- [THE PROBLEM]
In the reply, include exactly the lines of the entries below from the first to the line with "pub fn MessageBubble(props: MessageBubbleProps)", that line included.

- [RECORD SET]
^^^^^^^^

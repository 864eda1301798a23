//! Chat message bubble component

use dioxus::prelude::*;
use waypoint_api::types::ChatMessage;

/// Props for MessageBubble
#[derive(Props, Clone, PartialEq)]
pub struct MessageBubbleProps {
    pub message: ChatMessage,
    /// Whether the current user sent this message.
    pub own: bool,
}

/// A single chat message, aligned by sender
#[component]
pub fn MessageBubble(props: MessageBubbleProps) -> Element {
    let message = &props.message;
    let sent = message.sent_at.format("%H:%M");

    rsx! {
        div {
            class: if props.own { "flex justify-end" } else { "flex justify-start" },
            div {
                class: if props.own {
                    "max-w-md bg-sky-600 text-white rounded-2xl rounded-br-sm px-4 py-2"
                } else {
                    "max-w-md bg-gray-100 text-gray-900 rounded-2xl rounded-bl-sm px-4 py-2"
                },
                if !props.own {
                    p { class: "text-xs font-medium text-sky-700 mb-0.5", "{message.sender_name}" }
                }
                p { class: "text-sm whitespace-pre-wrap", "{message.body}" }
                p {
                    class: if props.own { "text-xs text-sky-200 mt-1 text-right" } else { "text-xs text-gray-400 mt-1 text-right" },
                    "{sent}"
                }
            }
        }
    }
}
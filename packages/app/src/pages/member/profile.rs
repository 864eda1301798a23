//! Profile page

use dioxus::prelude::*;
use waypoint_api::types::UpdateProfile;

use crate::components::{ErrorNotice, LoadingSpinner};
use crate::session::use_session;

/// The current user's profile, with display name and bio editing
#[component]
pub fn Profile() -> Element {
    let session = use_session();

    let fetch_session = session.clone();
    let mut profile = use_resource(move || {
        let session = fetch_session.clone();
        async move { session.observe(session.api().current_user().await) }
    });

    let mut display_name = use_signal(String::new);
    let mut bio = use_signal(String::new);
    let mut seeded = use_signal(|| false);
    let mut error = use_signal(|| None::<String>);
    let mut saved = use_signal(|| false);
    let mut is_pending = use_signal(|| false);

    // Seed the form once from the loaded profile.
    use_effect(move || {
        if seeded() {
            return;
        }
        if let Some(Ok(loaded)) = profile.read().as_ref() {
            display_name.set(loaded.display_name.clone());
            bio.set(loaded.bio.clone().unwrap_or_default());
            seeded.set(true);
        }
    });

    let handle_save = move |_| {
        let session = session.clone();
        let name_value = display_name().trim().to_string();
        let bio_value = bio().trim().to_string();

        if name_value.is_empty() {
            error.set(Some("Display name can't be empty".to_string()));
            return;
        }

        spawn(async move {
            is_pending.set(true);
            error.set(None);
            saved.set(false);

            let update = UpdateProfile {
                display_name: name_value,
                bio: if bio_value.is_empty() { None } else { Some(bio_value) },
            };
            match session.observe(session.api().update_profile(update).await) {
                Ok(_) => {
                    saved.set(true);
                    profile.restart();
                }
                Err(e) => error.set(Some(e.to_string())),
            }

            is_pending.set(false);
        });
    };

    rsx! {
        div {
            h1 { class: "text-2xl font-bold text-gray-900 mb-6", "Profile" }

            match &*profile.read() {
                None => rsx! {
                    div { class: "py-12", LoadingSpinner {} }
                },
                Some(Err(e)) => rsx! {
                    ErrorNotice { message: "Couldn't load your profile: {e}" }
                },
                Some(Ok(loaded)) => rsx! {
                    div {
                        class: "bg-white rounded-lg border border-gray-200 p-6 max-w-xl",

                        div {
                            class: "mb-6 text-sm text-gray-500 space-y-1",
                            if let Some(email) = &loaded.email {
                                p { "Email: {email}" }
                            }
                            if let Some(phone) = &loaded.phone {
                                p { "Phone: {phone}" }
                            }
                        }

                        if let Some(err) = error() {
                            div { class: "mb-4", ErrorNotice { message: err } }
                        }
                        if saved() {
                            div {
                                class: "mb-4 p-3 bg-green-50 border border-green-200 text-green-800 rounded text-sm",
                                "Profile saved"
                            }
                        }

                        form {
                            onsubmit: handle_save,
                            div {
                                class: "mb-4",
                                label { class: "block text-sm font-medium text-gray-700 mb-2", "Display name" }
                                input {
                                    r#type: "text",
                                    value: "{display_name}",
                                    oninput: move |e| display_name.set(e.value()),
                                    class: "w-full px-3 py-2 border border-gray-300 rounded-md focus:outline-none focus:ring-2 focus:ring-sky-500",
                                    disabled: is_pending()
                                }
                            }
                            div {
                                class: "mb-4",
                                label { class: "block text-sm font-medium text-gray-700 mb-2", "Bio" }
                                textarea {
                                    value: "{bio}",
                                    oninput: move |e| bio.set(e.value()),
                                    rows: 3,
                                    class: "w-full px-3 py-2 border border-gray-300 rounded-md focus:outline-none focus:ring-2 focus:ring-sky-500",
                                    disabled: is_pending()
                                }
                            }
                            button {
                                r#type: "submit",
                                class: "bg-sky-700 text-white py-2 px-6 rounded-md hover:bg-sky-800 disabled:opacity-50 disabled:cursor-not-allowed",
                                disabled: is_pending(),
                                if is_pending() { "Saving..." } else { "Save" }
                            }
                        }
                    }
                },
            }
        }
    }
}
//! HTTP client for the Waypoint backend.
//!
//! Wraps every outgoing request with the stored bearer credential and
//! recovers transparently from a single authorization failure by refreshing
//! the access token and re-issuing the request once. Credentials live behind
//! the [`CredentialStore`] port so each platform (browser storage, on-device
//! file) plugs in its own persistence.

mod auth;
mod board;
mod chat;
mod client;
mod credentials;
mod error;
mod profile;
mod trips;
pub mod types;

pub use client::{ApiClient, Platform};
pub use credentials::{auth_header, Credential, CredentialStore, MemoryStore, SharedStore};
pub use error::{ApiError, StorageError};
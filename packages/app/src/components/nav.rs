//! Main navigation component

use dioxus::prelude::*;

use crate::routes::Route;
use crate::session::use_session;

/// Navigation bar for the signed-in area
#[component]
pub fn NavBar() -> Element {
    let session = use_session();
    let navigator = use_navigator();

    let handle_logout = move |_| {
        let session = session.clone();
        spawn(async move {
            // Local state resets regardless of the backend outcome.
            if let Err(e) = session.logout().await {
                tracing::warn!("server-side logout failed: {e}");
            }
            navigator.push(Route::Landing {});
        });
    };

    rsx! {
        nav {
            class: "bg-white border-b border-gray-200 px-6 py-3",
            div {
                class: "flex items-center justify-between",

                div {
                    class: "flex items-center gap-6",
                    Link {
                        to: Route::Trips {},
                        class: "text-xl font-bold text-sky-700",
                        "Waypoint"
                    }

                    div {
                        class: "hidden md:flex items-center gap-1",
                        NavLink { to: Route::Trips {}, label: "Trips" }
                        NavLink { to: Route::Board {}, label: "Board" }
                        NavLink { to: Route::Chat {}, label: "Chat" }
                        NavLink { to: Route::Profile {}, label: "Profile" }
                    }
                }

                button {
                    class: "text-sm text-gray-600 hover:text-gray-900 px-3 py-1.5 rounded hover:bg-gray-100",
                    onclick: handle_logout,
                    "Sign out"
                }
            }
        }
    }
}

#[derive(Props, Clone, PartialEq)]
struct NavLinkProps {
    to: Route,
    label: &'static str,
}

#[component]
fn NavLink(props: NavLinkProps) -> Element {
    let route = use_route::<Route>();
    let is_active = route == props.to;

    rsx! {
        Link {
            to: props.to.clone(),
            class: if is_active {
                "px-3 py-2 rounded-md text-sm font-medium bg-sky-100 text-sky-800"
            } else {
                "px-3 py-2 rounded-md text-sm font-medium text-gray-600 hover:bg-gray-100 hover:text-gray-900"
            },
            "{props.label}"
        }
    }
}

^^^^^^^^

- [ANSWER BOX]
repository 864eda1301798a23
//! Chat message bubble component

use dioxus::prelude::*;
use waypoint_api::types::ChatMessage;

/// Props for MessageBubble
#[derive(Props, Clone, PartialEq)]
pub struct MessageBubbleProps {
    pub message: ChatMessage,
    /// Whether the current user sent this message.
    pub own: bool,
}

/// A single chat message, aligned by sender
#[component]
pub fn MessageBubble(props: MessageBubbleProps) -> Element {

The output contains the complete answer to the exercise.